Ein Gedanke zu “Verherrlichung der Waffen-SS im Baltikum: Dieser Fall ist vielleicht sogar den Balten zu heikel

  1. Nun, da hat der lettische Verteidigungsminister nichts anderes getan als den Inhalt lettischer Politik zum Ausdruck gebracht. Die lettischen Staatspolitiker haben bis heute die Verherrlichung der SS nicht verboten, sondern lassen zu, dass ihre Menschen die SS verherrlichen aber verbieten die russische Sprache in ihrem Land, lassen zu die Beseitigung sämtlich Mahnmale der siegreiche Sowjetarmee über den deutschen Faschismus.
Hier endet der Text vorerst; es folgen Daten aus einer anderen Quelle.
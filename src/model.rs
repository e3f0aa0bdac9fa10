use serde::{Deserialize, Serialize};
use uuid::Uuid;

pub const EARTH_RADIUS_M: f64 = 6_371_000.0;

#[derive(Debug, Clone, Copy, PartialEq, Serialize, Deserialize)]
pub struct Coordinates {
    pub latitude: f64,
    pub longitude: f64,
}

impl Coordinates {
    pub fn new(latitude: f64, longitude: f64) -> Self {
        Self {
            latitude,
            longitude,
        }
    }

    /// Great-circle distance in meters (haversine).
    pub fn distance_to(&self, other: &Coordinates) -> f64 {
        let lat1 = self.latitude.to_radians();
        let lat2 = other.latitude.to_radians();
        let d_lat = (other.latitude - self.latitude).to_radians();
        let d_lng = (other.longitude - self.longitude).to_radians();
        let a = (d_lat / 2.0).sin().powi(2) + lat1.cos() * lat2.cos() * (d_lng / 2.0).sin().powi(2);
        2.0 * EARTH_RADIUS_M * a.sqrt().asin()
    }

    pub fn as_query_value(&self) -> String {
        format!("{},{}", self.latitude, self.longitude)
    }
}

#[derive(Debug, Clone, Copy, PartialEq, Eq, Hash, Serialize, Deserialize)]
#[serde(rename_all = "SCREAMING_SNAKE_CASE")]
pub enum NewnessBadge {
    New,
    BrandNew,
    JustOpened,
    RecentlyOpened,
}

impl NewnessBadge {
    pub fn as_str(&self) -> &'static str {
        match self {
            NewnessBadge::New => "NEW",
            NewnessBadge::BrandNew => "BRAND_NEW",
            NewnessBadge::JustOpened => "JUST_OPENED",
            NewnessBadge::RecentlyOpened => "RECENTLY_OPENED",
        }
    }

    pub fn label(&self) -> &'static str {
        match self {
            NewnessBadge::New => "NEW!",
            NewnessBadge::BrandNew => "BRAND NEW",
            NewnessBadge::JustOpened => "JUST OPENED",
            NewnessBadge::RecentlyOpened => "RECENTLY OPENED",
        }
    }

    /// Higher is newer.
    pub fn priority(&self) -> u8 {
        match self {
            NewnessBadge::New => 4,
            NewnessBadge::BrandNew => 3,
            NewnessBadge::JustOpened => 2,
            NewnessBadge::RecentlyOpened => 1,
        }
    }
}

#[derive(Debug, Clone, Copy, PartialEq, Eq, Serialize, Deserialize)]
#[serde(rename_all = "snake_case")]
pub enum PlaceCategory {
    Coffee,
    Bakery,
    Food,
    Shop,
    Unknown,
}

impl PlaceCategory {
    /// First provider tag with a known category wins.
    pub fn from_types<S: AsRef<str>>(types: &[S]) -> Self {
        types
            .iter()
            .find_map(|tag| Self::from_tag(tag.as_ref()))
            .unwrap_or(PlaceCategory::Unknown)
    }

    fn from_tag(tag: &str) -> Option<Self> {
        match tag.to_ascii_lowercase().as_str() {
            "cafe" | "coffee_shop" => Some(PlaceCategory::Coffee),
            "bakery" => Some(PlaceCategory::Bakery),
            "meal_takeaway" | "restaurant" => Some(PlaceCategory::Food),
            "store" => Some(PlaceCategory::Shop),
            _ => None,
        }
    }

    pub fn emoji(&self) -> &'static str {
        match self {
            PlaceCategory::Coffee | PlaceCategory::Unknown => "☕",
            PlaceCategory::Bakery => "🥐",
            PlaceCategory::Food => "🍽️",
            PlaceCategory::Shop => "🏪",
        }
    }
}

#[derive(Debug, Clone, Copy, PartialEq, Eq, Serialize, Deserialize)]
#[serde(rename_all = "snake_case")]
pub enum PlaceType {
    CoffeeShop,
    Bakery,
}

impl PlaceType {
    pub fn as_tag(&self) -> &'static str {
        match self {
            PlaceType::CoffeeShop => "coffee_shop",
            PlaceType::Bakery => "bakery",
        }
    }

    pub fn parse(value: &str) -> Self {
        match value {
            "bakery" => PlaceType::Bakery,
            _ => PlaceType::CoffeeShop,
        }
    }

    pub fn from_types<S: AsRef<str>>(types: &[S]) -> Self {
        if types.iter().any(|tag| tag.as_ref() == "bakery") {
            PlaceType::Bakery
        } else {
            PlaceType::CoffeeShop
        }
    }

    pub fn category(&self) -> PlaceCategory {
        match self {
            PlaceType::CoffeeShop => PlaceCategory::Coffee,
            PlaceType::Bakery => PlaceCategory::Bakery,
        }
    }
}

/// A venue as shown to the user, either from a discovery feed or the local store.
#[derive(Debug, Clone, PartialEq, Serialize, Deserialize)]
#[serde(rename_all = "camelCase")]
pub struct PlaceRecord {
    pub id: Uuid,
    pub external_id: Option<String>,
    pub name: String,
    pub address: String,
    pub latitude: f64,
    pub longitude: f64,
    pub category: PlaceCategory,
    pub category_emoji: String,
    pub rating: Option<f64>,
    pub review_count: Option<u32>,
    pub newness_badge: Option<NewnessBadge>,
}

impl PlaceRecord {
    /// Hand-seeded record without provider data.
    pub fn sample(name: &str, category: PlaceCategory, latitude: f64, longitude: f64, address: &str) -> Self {
        Self {
            id: Uuid::new_v4(),
            external_id: None,
            name: name.to_string(),
            address: address.to_string(),
            latitude,
            longitude,
            category,
            category_emoji: category.emoji().to_string(),
            rating: None,
            review_count: None,
            newness_badge: None,
        }
    }

    pub fn coordinates(&self) -> Coordinates {
        Coordinates::new(self.latitude, self.longitude)
    }

    pub fn name_key(&self) -> String {
        self.name.to_lowercase()
    }
}

#[cfg(test)]
mod tests {
    use super::*;

    #[test]
    fn first_known_tag_picks_category() {
        let types = ["point_of_interest", "bakery", "cafe"];
        assert_eq!(PlaceCategory::from_types(&types), PlaceCategory::Bakery);
        assert_eq!(PlaceCategory::from_types(&["Coffee_Shop"]), PlaceCategory::Coffee);
        assert_eq!(PlaceCategory::from_types(&["meal_takeaway"]).emoji(), "🍽️");
    }

    #[test]
    fn unmatched_tags_fall_back_to_unknown() {
        let category = PlaceCategory::from_types(&["establishment", "food"]);
        assert_eq!(category, PlaceCategory::Unknown);
        assert_eq!(category.emoji(), "☕");
        assert_eq!(PlaceCategory::from_types::<&str>(&[]), PlaceCategory::Unknown);
    }

    #[test]
    fn place_type_prefers_bakery_tag() {
        assert_eq!(PlaceType::from_types(&["cafe", "bakery"]), PlaceType::Bakery);
        assert_eq!(PlaceType::from_types(&["cafe"]), PlaceType::CoffeeShop);
        assert_eq!(PlaceType::parse("bakery").as_tag(), "bakery");
        assert_eq!(PlaceType::parse("anything"), PlaceType::CoffeeShop);
    }

    #[test]
    fn measures_distance_between_downtowns() {
        let raleigh = Coordinates::new(35.7796, -78.6382);
        let durham = Coordinates::new(35.9940, -78.8986);
        let meters = raleigh.distance_to(&durham);
        assert!((33_000.0..35_000.0).contains(&meters), "got {meters}");
        assert_eq!(raleigh.distance_to(&raleigh), 0.0);
    }

    #[test]
    fn badge_serializes_as_screaming_snake_case() {
        let json = serde_json::to_string(&NewnessBadge::BrandNew).unwrap();
        assert_eq!(json, "\"BRAND_NEW\"");
        assert_eq!(NewnessBadge::RecentlyOpened.as_str(), "RECENTLY_OPENED");
    }
}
    Nun sollte man die Realität deutscher Politiker zum Hitler-Faschismus nicht unter den Teppich kehren. Ich hörte bisher noch nicht einen Aufschrei, von auch nur einen deutschen Politiker, dass an in Belgien noch lebende 27 SS-Söldner, die Adolf Hitler „Treue, Loyalität und Gehorsam bis in den Tod“ geschworen hatten, eine monatliche Rente zwischen 425 Euro und 1.275 Euro noch immer gezahlt bekommen wie die belgische Tageszeitung De Morgan im Februar 2019 mitteilte. Aber auch zu den Zahlungen laut Daten des Bundesarbeitsministeriums hörte ich keinen Aufschrei von einem deutschen Politiker, dass auch im Februar 2019 noch 2.033 „Hitler-Rentner“ in Schweden, die zwischen 82 und 101 Jahren alt sind und eine Rente zwischen 140 und 943 Euro pro Monat erhalten wie die schwedische Zeitung Dagens Nyheter ebenfalls im Februar 2019 schrieb. Die Zahlungen werden von den deutschen Politikern auch nicht bestritten, weil sie es als Verpflichtung der BRD ansehen, indem sie sich auf den Hitler-Eid.

    Nun erkläre man mir, wo der Unterschied zwischen den deutlichen Worten des lettischen Verteidigungsministers und dem jahrzehntelangen Handeln der deutschen Politiker besteht. Ich kann keinen Unterschied erkennen. Beide Handlungen dienen der Verherrlichung der SS. So treten die Politiker beider Länder das Potsdamer Abkommen mit Füßen und bringen deutlich ihre Missachtung zu den Entscheidungen des Nürnberger Tribunals zum Ausdruck. Die deutschen Politiker haben ihre Auffassung zum Hitler-Faschismus auch damit verdeutlicht, indem sie den Mitgliedern des Verbands der Verfolgten des Naziregimes (VVN) keine Rente zahlten aber den deutschen Nazi- und Kriegsverbrechern mit dem so genannten 131er Gesetz 1951 aus der Haft entlassen wurden und wieder zu Amt und Würde kamen und ihnen Entschädigungen zahlten. So ist es auch nicht verwunderlich, wenn sich der ehemalige deutsche Bundesaußenminister und jetzige Bundespräsident lächelnd in Kiew mit dortigen Faschistoiden fotografieren ließ und niemand daran Anstoß nimmt.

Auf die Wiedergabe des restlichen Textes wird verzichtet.